1. K. K. Paliwal's white noise Kalman filter
K. K. Paliwal's "A SPEECH ENHANCEMENT METHOD BASED ON KALMAN FILTERING" might be the first implementation of Kalman filter on speech enhancement. His assumptions are that the speech can be represented by an autoregressive (AR) process and the noise is a gaussian white noise. Base on that, he derived the algorithm of equations 15 to 19 in his article.
Esfandiar Zavarehei put the Matlab code of this algorithm on his website. (youpi again!) But he just assumed that the clean speech is available, that means that he estimated the AR coefficients from the clean speech instead of from the noisy one. So this brought about another problem: how to estimate noisy speech's AR coefficients?

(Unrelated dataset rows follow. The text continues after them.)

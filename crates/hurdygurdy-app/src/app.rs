//! `HgApp` trait definition.

use crate::context::AppContext;
use crate::frame::FrameContext;
use hurdygurdy_gpu::Texture;
use winit::event::WindowEvent;

/// An application driven by [`run_app`](crate::run_app).
///
/// The framework owns the window, the device and the swapchain. Between
/// `frame_begin` and `frame_end` it hands the application a recording
/// [`RenderContext`](hurdygurdy_gpu::RenderContext) through [`AppContext`].
pub trait HgApp: Sized {
    /// Called once after the window and device exist.
    fn init(ctx: &mut AppContext) -> anyhow::Result<Self>;

    /// Advance time-dependent state. `dt` is in seconds.
    fn update(&mut self, ctx: &AppContext, dt: f32);

    /// Record the frame.
    ///
    /// A frame is already begun. Either render straight into the swapchain
    /// image (see [`AppContext::frame_parts`]) or into an offscreen texture
    /// returned from [`framebuffer`](Self::framebuffer).
    fn render(&mut self, ctx: &mut AppContext, frame: &FrameContext) -> anyhow::Result<()>;

    /// Texture to blit onto the swapchain image at the end of the frame.
    ///
    /// `None` presents the swapchain image as rendered.
    fn framebuffer(&self) -> Option<&Texture> {
        None
    }

    /// The swapchain was rebuilt at a new size.
    ///
    /// The device is idle, so size-dependent resources can be recreated here.
    #[allow(unused_variables)]
    fn on_resize(&mut self, ctx: &mut AppContext, width: u32, height: u32) -> anyhow::Result<()> {
        Ok(())
    }

    /// Return `true` to stop the framework from handling `event`.
    #[allow(unused_variables)]
    fn on_event(&mut self, event: &WindowEvent) -> bool {
        false
    }

    /// Release GPU resources. The device is idle.
    #[allow(unused_variables)]
    fn cleanup(&mut self, ctx: &mut AppContext) {}
}
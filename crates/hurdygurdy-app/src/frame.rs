//! Per-frame context for rendering.

use ash::vk;

/// Timing and size of the frame being recorded.
#[derive(Debug, Clone, Copy)]
pub struct FrameContext {
    /// Delta time since last frame in seconds.
    pub dt: f32,
    /// Frames presented before this one.
    pub frame_number: u64,
    /// Extent of the swapchain image being rendered.
    pub extent: vk::Extent2D,
}

impl FrameContext {
    pub(crate) fn new(dt: f32, frame_number: u64, extent: vk::Extent2D) -> Self {
        Self {
            dt,
            frame_number,
            extent,
        }
    }
}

2. Iterative AR coefficients estimation
An easy way of AR coefficients estimation is doing it iteratively. This method is introduced in the article "FILTERING OF COLORED NOISE FOR SPEECH ENHANCEMENT AND CODING":
1. chop the noisy signal into frames,
2. estimate the AR coefficients and the variances by Linear prediction coding (LPC) on these noisy frames,
3. Kalman filter the signal with these AR coefficients and variances, obtain the filtered signal frames,
4. do the LPC estimation again on the filtered frames to get new AR coefficients and variances,
5. iterate the steps 3 and 4 several times to obtain the clean speech.
|Iterative AR coefficients estimation|
I tested this algorithm with the same noisy speech sample used in the last article. The SNR of this speech sample is quite low so it can evaluate the quality of the algorithm. However, this algorithm can't remove the artifact of musical tone. And when I increase the iteration time to eliminate more noise, the intelligibility degrades rapidly.
There is some variations or extensions of this simple Kalman filter on the internet, but they seem to all need complex mathematical derivation and a lot of computation time. So I suddenly lose interest in this method.
4. Matlab Code
I put the white noise and colored noise versions algorithms in https://github.com/ronggong/voiceenhance. Notice that the input noise signal should be stationary in this implementation.